If there’s any game that can get that message through it’s this one. The rivalry with Michigan has been at the core of Michigan State’s rise to prominence under coach Mark Dantonio, who has led the Spartans to seven win in the last eight meetings.
But while the Wolverines have been busy running roughshod over their competition this season, the Spartans have been mired in a bizarre slumber that they can’t seem to wake up from. It’s true Michigan State lost plenty from last season and is counting on quite a bit of inexperience to grow up quickly.
However, Dantonio isn’t about to pin the team’s issues on those newcomers, especially the nine true freshmen that have already played this season.
“First of all, our young players are working harder than they've ever worked in their football life, period,” Dantonio said. “That's been started from the time they walked onto campus.
“There's a larger deal of responsibility with our young players when they play because there's more on their plate. They're transitioning, and remember, a lot of these guys, especially really young players, they were in high school last year playing against a different level of athlete in a different system, one in which they were experienced and well-versed in, their high school system. Now they're held to a higher level of responsibility, and that's natural.
“But we just need to play better collectively. Don't point the finger. Point the thumb, and get on with it, and that's what we're going to do, and we're going to be strong as we go.”
This can be the type of game those freshmen grow up quickly. Whether it’s redshirt freshman quarterback Brian Lewerke or true freshman receiver Donnie Corley or the secondary from the second half last week that included two sophomores, a redshirt freshman and two true freshmen – they are all being counted on to get things turned around.
The fact it comes against the No. 2 team in the nation is tough enough, but this game holds a bit more importance than most. It’s just the way it is, and the older players are planning to hammer that home to the youngsters.
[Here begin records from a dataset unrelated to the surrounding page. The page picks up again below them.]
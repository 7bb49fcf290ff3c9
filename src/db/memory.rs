use async_trait::async_trait;
use chrono::Utc;
use std::collections::BTreeMap;
use std::sync::{Mutex, MutexGuard, PoisonError};
use uuid::Uuid;

use super::{EmployeeStore, Listing, StoreError, UserStore, Window};
use crate::filters::employee::EmployeeFilter;
use crate::models::employee::{Employee, EmployeeChanges, NewEmployee};
use crate::models::user::User;

#[derive(Default)]
struct Tables {
    employees: BTreeMap<i64, Employee>,
    last_id: i64,
    users: Vec<User>,
}

/// Process-local store. Every operation runs under a single lock, so the
/// email check and the write it guards cannot interleave with another write.
#[derive(Default)]
pub struct MemoryStore {
    tables: Mutex<Tables>,
}

impl MemoryStore {
    pub fn new() -> Self {
        Self::default()
    }

    fn lock(&self) -> MutexGuard<'_, Tables> {
        self.tables.lock().unwrap_or_else(PoisonError::into_inner)
    }
}

impl Tables {
    fn email_taken(&self, email: &str, except: Option<i64>) -> bool {
        self.employees
            .values()
            .any(|e| e.email == email && Some(e.id) != except)
    }
}

#[async_trait]
impl EmployeeStore for MemoryStore {
    async fn create(&self, employee: NewEmployee) -> Result<Employee, StoreError> {
        let mut tables = self.lock();
        if tables.email_taken(&employee.email, None) {
            return Err(StoreError::DuplicateEmail);
        }

        tables.last_id += 1;
        let now = Utc::now();
        let created = Employee {
            id: tables.last_id,
            name: employee.name,
            email: employee.email,
            department: employee.department,
            gender: employee.gender,
            birthdate: employee.birthdate,
            hire_date: employee.hire_date,
            created: now,
            updated: now,
        };
        tables.employees.insert(created.id, created.clone());
        Ok(created)
    }

    async fn get(&self, id: i64) -> Result<Employee, StoreError> {
        self.lock()
            .employees
            .get(&id)
            .cloned()
            .ok_or(StoreError::NotFound)
    }

    async fn update(&self, id: i64, changes: EmployeeChanges) -> Result<Employee, StoreError> {
        let mut tables = self.lock();
        if !tables.employees.contains_key(&id) {
            return Err(StoreError::NotFound);
        }
        if let Some(email) = &changes.email {
            if tables.email_taken(email, Some(id)) {
                return Err(StoreError::DuplicateEmail);
            }
        }

        let employee = tables.employees.get_mut(&id).ok_or(StoreError::NotFound)?;
        changes.apply_to(employee);
        employee.updated = Utc::now();
        Ok(employee.clone())
    }

    async fn delete(&self, id: i64) -> Result<(), StoreError> {
        self.lock()
            .employees
            .remove(&id)
            .map(|_| ())
            .ok_or(StoreError::NotFound)
    }

    async fn list(&self, filter: &EmployeeFilter, window: Window) -> Result<Listing, StoreError> {
        let tables = self.lock();
        let mut matches: Vec<&Employee> = tables
            .employees
            .values()
            .filter(|e| filter.matches(e))
            .collect();
        matches.sort_by(|a, b| a.name.cmp(&b.name).then(a.id.cmp(&b.id)));

        Ok(Listing {
            count: matches.len(),
            items: matches
                .into_iter()
                .skip(window.offset)
                .take(window.limit)
                .cloned()
                .collect(),
        })
    }
}

#[async_trait]
impl UserStore for MemoryStore {
    async fn create_user(&self, username: &str, password_hash: &str) -> Result<User, StoreError> {
        let mut tables = self.lock();
        if tables.users.iter().any(|u| u.username == username) {
            return Err(StoreError::DuplicateUsername);
        }
        let user = User {
            user_id: Uuid::new_v4(),
            username: username.to_string(),
            password: password_hash.to_string(),
            is_active: true,
            created_at: Utc::now(),
        };
        tables.users.push(user.clone());
        Ok(user)
    }

    async fn find_user_by_username(&self, username: &str) -> Result<Option<User>, StoreError> {
        Ok(self.lock().users.iter().find(|u| u.username == username).cloned())
    }

    async fn find_user(&self, user_id: Uuid) -> Result<Option<User>, StoreError> {
        Ok(self.lock().users.iter().find(|u| u.user_id == user_id).cloned())
    }
}

#[cfg(test)]
mod tests {
    use super::*;
    use crate::models::employee::Gender;
    use std::sync::Arc;

    const ALL: Window = Window {
        offset: 0,
        limit: usize::MAX,
    };

    fn new_employee(name: &str, email: &str) -> NewEmployee {
        NewEmployee {
            name: name.to_string(),
            email: email.to_string(),
            department: "Development".to_string(),
            gender: Gender::M,
            birthdate: None,
            hire_date: None,
        }
    }

    #[tokio::test]
    async fn created_records_are_retrievable() {
        let store = MemoryStore::new();
        let john = store.create(new_employee("John Doe", "john@x.com")).await.unwrap();
        let jane = store.create(new_employee("Jane Doe", "jane@x.com")).await.unwrap();

        assert_ne!(john.id, jane.id);
        assert_eq!(store.get(john.id).await.unwrap(), john);
        assert_eq!(store.get(jane.id).await.unwrap(), jane);
        assert_eq!(john.created, john.updated);
    }

    #[tokio::test]
    async fn duplicate_email_is_rejected() {
        let store = MemoryStore::new();
        store.create(new_employee("John Doe", "test@luizalabs.com")).await.unwrap();
        let err = store
            .create(new_employee("Jane Doe", "test@luizalabs.com"))
            .await
            .unwrap_err();
        assert!(matches!(err, StoreError::DuplicateEmail));

        // Exact match only: a different casing is a different address.
        store.create(new_employee("Jane Doe", "TEST@luizalabs.com")).await.unwrap();
    }

    #[tokio::test(flavor = "multi_thread", worker_threads = 4)]
    async fn concurrent_creates_with_same_email_admit_one() {
        let store = Arc::new(MemoryStore::new());
        let handles: Vec<_> = (0..16)
            .map(|i| {
                let store = store.clone();
                tokio::spawn(async move {
                    store
                        .create(new_employee(&format!("Worker {}", i), "same@x.com"))
                        .await
                })
            })
            .collect();

        let mut ok = 0;
        let mut duplicates = 0;
        for handle in handles {
            match handle.await.unwrap() {
                Ok(_) => ok += 1,
                Err(StoreError::DuplicateEmail) => duplicates += 1,
                Err(other) => panic!("unexpected error: {}", other),
            }
        }
        assert_eq!(ok, 1);
        assert_eq!(duplicates, 15);
    }

    #[tokio::test]
    async fn default_listing_is_ordered_by_name() {
        let store = MemoryStore::new();
        for (name, email) in [
            ("John Doe", "john.doe@luizalabs.com"),
            ("Jane Doe", "jane.doe@luizalabs.com"),
            ("Richard Roe", "richard.roe@luizalabs.com"),
        ] {
            store.create(new_employee(name, email)).await.unwrap();
        }

        let listing = store.list(&EmployeeFilter::default(), ALL).await.unwrap();
        let names: Vec<_> = listing.items.iter().map(|e| e.name.as_str()).collect();
        assert_eq!(names, ["Jane Doe", "John Doe", "Richard Roe"]);
        assert_eq!(listing.count, 3);
    }

    #[tokio::test]
    async fn listing_window_keeps_total_count() {
        let store = MemoryStore::new();
        for i in 0..5 {
            store
                .create(new_employee(&format!("Person {}", i), &format!("p{}@x.com", i)))
                .await
                .unwrap();
        }
        let listing = store
            .list(&EmployeeFilter::default(), Window { offset: 2, limit: 2 })
            .await
            .unwrap();
        assert_eq!(listing.count, 5);
        let names: Vec<_> = listing.items.iter().map(|e| e.name.as_str()).collect();
        assert_eq!(names, ["Person 2", "Person 3"]);
    }

    #[tokio::test]
    async fn update_preserves_identity_and_refreshes_timestamp() {
        let store = MemoryStore::new();
        let original = store.create(new_employee("John Doe", "john@x.com")).await.unwrap();
        tokio::time::sleep(std::time::Duration::from_millis(5)).await;

        let changes = EmployeeChanges {
            name: Some("Johnny Doe".to_string()),
            email: Some("johnny@x.com".to_string()),
            ..Default::default()
        };
        let updated = store.update(original.id, changes).await.unwrap();

        assert_eq!(updated.id, original.id);
        assert_eq!(updated.created, original.created);
        assert!(updated.updated > original.updated);
        assert_eq!(updated.name, "Johnny Doe");
        assert_eq!(updated.email, "johnny@x.com");
        assert_eq!(updated.department, original.department);
        assert_eq!(updated.gender, original.gender);
    }

    #[tokio::test]
    async fn update_rejects_email_of_another_record() {
        let store = MemoryStore::new();
        store.create(new_employee("John Doe", "john@x.com")).await.unwrap();
        let jane = store.create(new_employee("Jane Doe", "jane@x.com")).await.unwrap();

        let taken = EmployeeChanges {
            name: Some("Jane Smith".to_string()),
            email: Some("john@x.com".to_string()),
            ..Default::default()
        };
        assert!(matches!(
            store.update(jane.id, taken).await,
            Err(StoreError::DuplicateEmail)
        ));
        // Nothing from the rejected update is applied.
        assert_eq!(store.get(jane.id).await.unwrap().name, "Jane Doe");

        let own = EmployeeChanges {
            email: Some("jane@x.com".to_string()),
            ..Default::default()
        };
        store.update(jane.id, own).await.unwrap();
    }

    #[tokio::test]
    async fn deleted_ids_are_not_reused() {
        let store = MemoryStore::new();
        let first = store.create(new_employee("John Doe", "john@x.com")).await.unwrap();
        store.delete(first.id).await.unwrap();

        assert!(matches!(store.get(first.id).await, Err(StoreError::NotFound)));
        assert!(matches!(store.delete(first.id).await, Err(StoreError::NotFound)));
        assert!(matches!(
            store.update(first.id, EmployeeChanges::default()).await,
            Err(StoreError::NotFound)
        ));

        let second = store.create(new_employee("John Doe", "john@x.com")).await.unwrap();
        assert!(second.id > first.id);
    }

    #[tokio::test]
    async fn usernames_are_unique() {
        let store = MemoryStore::new();
        let user = store.create_user("test_user", "hash").await.unwrap();
        assert!(matches!(
            store.create_user("test_user", "other").await,
            Err(StoreError::DuplicateUsername)
        ));
        let found = store.find_user_by_username("test_user").await.unwrap().unwrap();
        assert_eq!(found.user_id, user.user_id);
        assert!(store.find_user(Uuid::new_v4()).await.unwrap().is_none());
    }
}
“For the seniors, for this state, for the Michigan State fans, you have got to come to play,” senior receiver R.J. Shelton said. “I'm going to get my younger guys right in my room, and along with me and (tight end) Josiah (Price) are going to get our offensive unit ready to play. We just have to come together as one and do what we need to do to have a shot at winning.”
It’s far from just a freshman thing, however. Sure, as Dantonio said, it’s tougher for the young player to adjust; that’s why he’s always talked about seniors having their best years. So far, that’s not happening.
Shelton has been outstanding, but others have had plenty of moments when they haven’t played like seniors. Just last week Bullough was ejected after a targeting call – his third personal foul in the first quarter – and fifth-year senior safety Demetrious Cox blew a coverage to allow a touchdown.
It’s not the typical senior leadership the Spartans have enjoyed in the past, and the seniors understand that.
“I think that would help out a lot with everything we've got going on here, if all our seniors really start playing the best football of their career and really step it up a notch,” Price said, “because we aren't used to playing nine freshmen in a season. That's not a common theme at Michigan State.”
Added Bullough: “I think it's also important that our older guys need to start playing their best football, me included. I think that's extremely important as we move forward, and I think this week, we're really going to turn it around and get things moving the other way.”
Getting things moving in the right direction against Michigan would just be a bonus, and the Spartans say they are all on the same page with that.
“In the state of Michigan you either bleed green or you're with the school down the road, and it means so much to millions of people,” Bullough said. “Our guys need to understand that, and they need to play that way for the entire game.”